Dopaminergic and cholinergic lesions in progressive supranuclear palsy

In 9 patients with progressive supranuclear palsy and in 27 controls, dopamine and homovanillic acid concentrations, choline acetyltransferase (CAT) activity, and the number of [ 3 H]spiperone and [ 3 H]quinuclidinyl benzilate binding sites were measured post mortem in the striatum (caudate nucleus, putamen, and nucleus accumbens), substantia innominata, and frontal cortex.

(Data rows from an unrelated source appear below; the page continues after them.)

//! Codon translation tables (standard and mitochondrial).

/// Lookup table for translating codons to amino acids.
///
/// Indexed by 6-bit codon encoding: A=0, C=1, G=2, T/U=3.
/// Index = first*16 + second*4 + third.
pub struct CodonTable {
    table: [u8; 64],
}

fn base_to_index(b: u8) -> Option<usize> {
    match b {
        b'A' | b'a' => Some(0),
        b'C' | b'c' => Some(1),
        b'G' | b'g' => Some(2),
        b'T' | b't' | b'U' | b'u' => Some(3),
        _ => None,
    }
}

impl CodonTable {
    /// Standard genetic code (NCBI translation table 1).
    #[must_use]
    pub fn standard() -> Self {
        // Amino acids indexed by codon encoding (A=0, C=1, G=2, T=3)
        // Order: AAA, AAC, AAG, AAT, ACA, ACC, ACG, ACT, AGA, AGC, AGG, AGT,
        //        ATA, ATC, ATG, ATT, CAA, ...
        #[rustfmt::skip]
        let table: [u8; 64] = [
            b'K', b'N', b'K', b'N',  // AA*: AAA=K, AAC=N, AAG=K, AAT=N
            b'T', b'T', b'T', b'T',  // AC*: ACA=T, ACC=T, ACG=T, ACT=T
            b'R', b'S', b'R', b'S',  // AG*: AGA=R, AGC=S, AGG=R, AGT=S
            b'I', b'I', b'M', b'I',  // AT*: ATA=I, ATC=I, ATG=M, ATT=I
            b'Q', b'H', b'Q', b'H',  // CA*: CAA=Q, CAC=H, CAG=Q, CAT=H
            b'P', b'P', b'P', b'P',  // CC*: CCA=P, CCC=P, CCG=P, CCT=P
            b'R', b'R', b'R', b'R',  // CG*: CGA=R, CGC=R, CGG=R, CGT=R
            b'L', b'L', b'L', b'L',  // CT*: CTA=L, CTC=L, CTG=L, CTT=L
            b'E', b'D', b'E', b'D',  // GA*: GAA=E, GAC=D, GAG=E, GAT=D
            b'A', b'A', b'A', b'A',  // GC*: GCA=A, GCC=A, GCG=A, GCT=A
            b'G', b'G', b'G', b'G',  // GG*: GGA=G, GGC=G, GGG=G, GGT=G
            b'V', b'V', b'V', b'V',  // GT*: GTA=V, GTC=V, GTG=V, GTT=V
            b'*', b'Y', b'*', b'Y',  // TA*: TAA=*, TAC=Y, TAG=*, TAT=Y
            b'S', b'S', b'S', b'S',  // TC*: TCA=S, TCC=S, TCG=S, TCT=S
            b'*', b'C', b'W', b'C',  // TG*: TGA=*, TGC=C, TGG=W, TGT=C
            b'L', b'F', b'L', b'F',  // TT*: TTA=L, TTC=F, TTG=L, TTT=F
        ];
        Self { table }
    }

    /// Vertebrate mitochondrial genetic code (NCBI translation table 2).
    /// Differences from standard: UGA→W, AGA→*, AGG→*, AUA→M.
    #[must_use]
    pub fn mitochondrial() -> Self {
        let mut table = Self::standard();
        // TGA: index = 3*16 + 2*4 + 0 = 56 → W (was *)
        table.table[56] = b'W';
        // AGA: index = 0*16 + 2*4 + 0 = 8 → * (was R)
        table.table[8] = b'*';
        // AGG: index = 0*16 + 2*4 + 2 = 10 → * (was R)
        table.table[10] = b'*';
        // ATA: index = 0*16 + 3*4 + 0 = 12 → M (was I)
        table.table[12] = b'M';
        Self { table: table.table }
    }

    /// Translate a single codon (3 bytes) to an amino acid.
    #[must_use]
    pub fn translate_codon(&self, codon: &[u8]) -> u8 {
        if codon.len() < 3 {
            return b'X';
        }
        let i0 = base_to_index(codon[0]);
        let i1 = base_to_index(codon[1]);
        let i2 = base_to_index(codon[2]);
        match (i0, i1, i2) {
            (Some(a), Some(b), Some(c)) => self.table[a * 16 + b * 4 + c],
            _ => b'X',
        }
    }
}
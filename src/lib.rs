//! Exonic: coding-region coordinate math and bounded annotation description caching.

pub mod error;

pub mod cache;
pub mod codon;
pub mod config;
pub mod fasta;
pub mod interval;
pub mod sequence;
pub mod strand;
pub mod translate;
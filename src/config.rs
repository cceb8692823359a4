use std::path::Path;

use anyhow::{Context, Result, bail};
use serde::Deserialize;

/// Default maximum entries retained by the description cache.
pub const DEFAULT_DESCRIPTION_CACHE_SIZE: usize = 10_000;

/// Per-session annotation settings.
///
/// The description-cache capacity lives here, not in a global preference
/// store; callers pass it to `DescriptionCache::new` at construction.
#[derive(Debug, Clone, Deserialize)]
#[serde(rename_all = "camelCase")]
pub struct AnnotationConfig {
    #[serde(default = "default_description_cache_size")]
    pub description_cache_size: usize,
}

fn default_description_cache_size() -> usize {
    DEFAULT_DESCRIPTION_CACHE_SIZE
}

impl Default for AnnotationConfig {
    fn default() -> Self {
        Self {
            description_cache_size: DEFAULT_DESCRIPTION_CACHE_SIZE,
        }
    }
}

impl AnnotationConfig {
    pub fn from_file(path: &Path) -> Result<Self> {
        let content = std::fs::read_to_string(path)
            .with_context(|| format!("failed to read config file: {}", path.display()))?;
        let config: Self = serde_json::from_str(&content)
            .with_context(|| format!("failed to parse config file: {}", path.display()))?;
        config.validate()?;
        Ok(config)
    }

    fn validate(&self) -> Result<()> {
        if self.description_cache_size == 0 {
            bail!("descriptionCacheSize must be positive");
        }
        Ok(())
    }
}
//! Parser for FASTA sequence files.

use std::io::{BufRead, BufReader, Read};

use flate2::read::GzDecoder;

use crate::error::Error;

/// Reads gzip-compressed FASTA and yields (name, sequence) pairs.
///
/// The name is the first whitespace-delimited token after `>`; the rest of
/// the header line is ignored. Sequence bases are uppercased.
pub fn parse_fasta_gz<R: Read>(reader: R) -> Result<Vec<(String, Vec<u8>)>, Error> {
    let decoder = GzDecoder::new(reader);
    let buf_reader = BufReader::new(decoder);
    parse_fasta(buf_reader)
}

fn parse_fasta<R: BufRead>(reader: R) -> Result<Vec<(String, Vec<u8>)>, Error> {
    let mut results: Vec<(String, Vec<u8>)> = Vec::new();
    let mut current_name: Option<String> = None;
    let mut current_sequence: Vec<u8> = Vec::new();

    for line in reader.lines() {
        let line = line?;
        if line.starts_with('>') {
            // Finish previous record
            if let Some(name) = current_name.take() {
                results.push((name, current_sequence));
                current_sequence = Vec::new();
            }
            current_name = Some(extract_name(&line)?);
        } else if current_name.is_some() {
            // Append sequence data, uppercased
            let trimmed = line.trim();
            let start = current_sequence.len();
            current_sequence.extend_from_slice(trimmed.as_bytes());
            current_sequence[start..].make_ascii_uppercase();
        }
    }

    // Don't forget the last record
    if let Some(name) = current_name {
        results.push((name, current_sequence));
    }

    Ok(results)
}

fn extract_name(header: &str) -> Result<String, Error> {
    let header = header.trim_start_matches('>');
    let first_token = header.split_whitespace().next().unwrap_or("");
    if first_token.is_empty() {
        return Err(Error::Parse(format!("empty FASTA header: >{header}")));
    }
    Ok(first_token.to_string())
}
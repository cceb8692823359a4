//! Strand-oriented amino-acid sequence derivation.

use crate::codon::CodonTable;
use crate::strand::Strand;

/// An amino-acid run anchored at a genomic coordinate.
///
/// `start` is the genomic coordinate of the first base of the translation
/// window. Symbols are stored in translation order: on the forward strand
/// that follows increasing genomic coordinates, on the reverse strand it
/// runs from the genomic end of the window back toward `start`.
#[derive(Debug, Clone, PartialEq, Eq)]
pub struct AminoAcidSequence {
    pub start: i32,
    pub strand: Strand,
    pub amino_acids: Vec<u8>,
}

impl AminoAcidSequence {
    #[must_use]
    pub fn len(&self) -> usize {
        self.amino_acids.len()
    }

    #[must_use]
    pub fn is_empty(&self) -> bool {
        self.amino_acids.is_empty()
    }
}

fn complement(b: u8) -> u8 {
    match b {
        b'A' | b'a' => b'T',
        b'C' | b'c' => b'G',
        b'G' | b'g' => b'C',
        b'T' | b't' | b'U' | b'u' => b'A',
        _ => b'N',
    }
}

/// Reverse complement of a base sequence. Unrecognized bases become `N`.
#[must_use]
pub fn reverse_complement(bases: &[u8]) -> Vec<u8> {
    bases.iter().rev().map(|&b| complement(b)).collect()
}

/// Translate a window of raw bases anchored at genomic coordinate `start`,
/// oriented by strand.
///
/// Only complete codons are translated; a trailing partial codon is dropped.
/// Returns `None` on `Strand::Unknown` since there is no orientation to
/// translate in.
#[must_use]
pub fn amino_acid_sequence(
    bases: &[u8],
    start: i32,
    strand: Strand,
    table: &CodonTable,
) -> Option<AminoAcidSequence> {
    let oriented;
    let window: &[u8] = match strand {
        Strand::Forward => bases,
        Strand::Reverse => {
            oriented = reverse_complement(bases);
            &oriented
        }
        Strand::Unknown => return None,
    };

    let mut amino_acids = Vec::with_capacity(window.len() / 3);
    for codon in window.chunks_exact(3) {
        amino_acids.push(table.translate_codon(codon));
    }

    Some(AminoAcidSequence {
        start,
        strand,
        amino_acids,
    })
}
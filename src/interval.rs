//! Feature sub-intervals (exons) and genomic to amino-acid coordinate math.

use std::sync::Arc;

use crate::codon::CodonTable;
use crate::error::Error;
use crate::sequence::SequenceSource;
use crate::strand::Strand;
use crate::translate::{self, AminoAcidSequence};

/// A sub-region of a genomic feature, e.g. a gene exon.
///
/// The interval `[start, end)` is half-open, 0-based, and immutable after
/// construction. The coding sub-interval defaults to the whole interval and
/// is kept clamped so `start <= coding_start <= coding_end <= end` after
/// every mutation.
///
/// The derived amino-acid sequence is memoized; every mutator that changes
/// the effective coding region routes through `invalidate_amino_acids`.
/// `Clone` yields an independently mutable interval that shares the
/// already-memoized sequence.
#[derive(Debug, Clone)]
pub struct FeatureInterval {
    chromosome: String,
    start: i32,
    end: i32,
    strand: Strand,
    coding_start: i32,
    coding_end: i32,
    utr: bool,
    reading_frame: Option<u8>,
    mrna_base: Option<i32>,
    /// 1-based ordinal among the transcript's coding intervals; 0 = unset.
    number: u32,
    amino_acids: Option<Arc<AminoAcidSequence>>,
}
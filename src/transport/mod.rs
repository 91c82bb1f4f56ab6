//! Transport implementations and the inbound reader loop.
//!
//! This module provides concrete implementations of the domain-level
//! `Transport` trait, plus the glue that feeds a transport's inbound frames to
//! the dispatcher.
//!
//! Domain code must not depend on transport-specific types.

pub(crate) mod memory;
pub(crate) mod runner;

Dopamine and homovanillic acid concentrations were reduced in the caudate nucleus and putamen but not in the nucleus accumbens or frontal cortex, indicating that the nigrostriatal dopaminergic system is lesioned in patients with progressive supranuclear palsy (as in those with Parkinson's disease) but not the mesocortical and mesolimbic dopaminergic systems, which are lesioned in parkinsonian patients. CAT activity and [ 3 H]spiperone binding decreased in parallel fashion in all the structures. In the striatum, this suggests that the cholinergic neurons, which are target cells of the nigrostriatal system, also degenerate in this disease. This might explain the decrease in the number of dopamine receptors as well as the inefficacy of levodopa or anticholinergic therapy in these patients. The decrease in CAT activity in the substantia innominata and the frontal cortex indicates that the innominatocortical cholinergic system is lesioned in patients with progressive supranuclear palsy and may play a role in the intellectual deterioration observed. This lesion is also found in demented patients with Alzheimer's and Parkinson's diseases.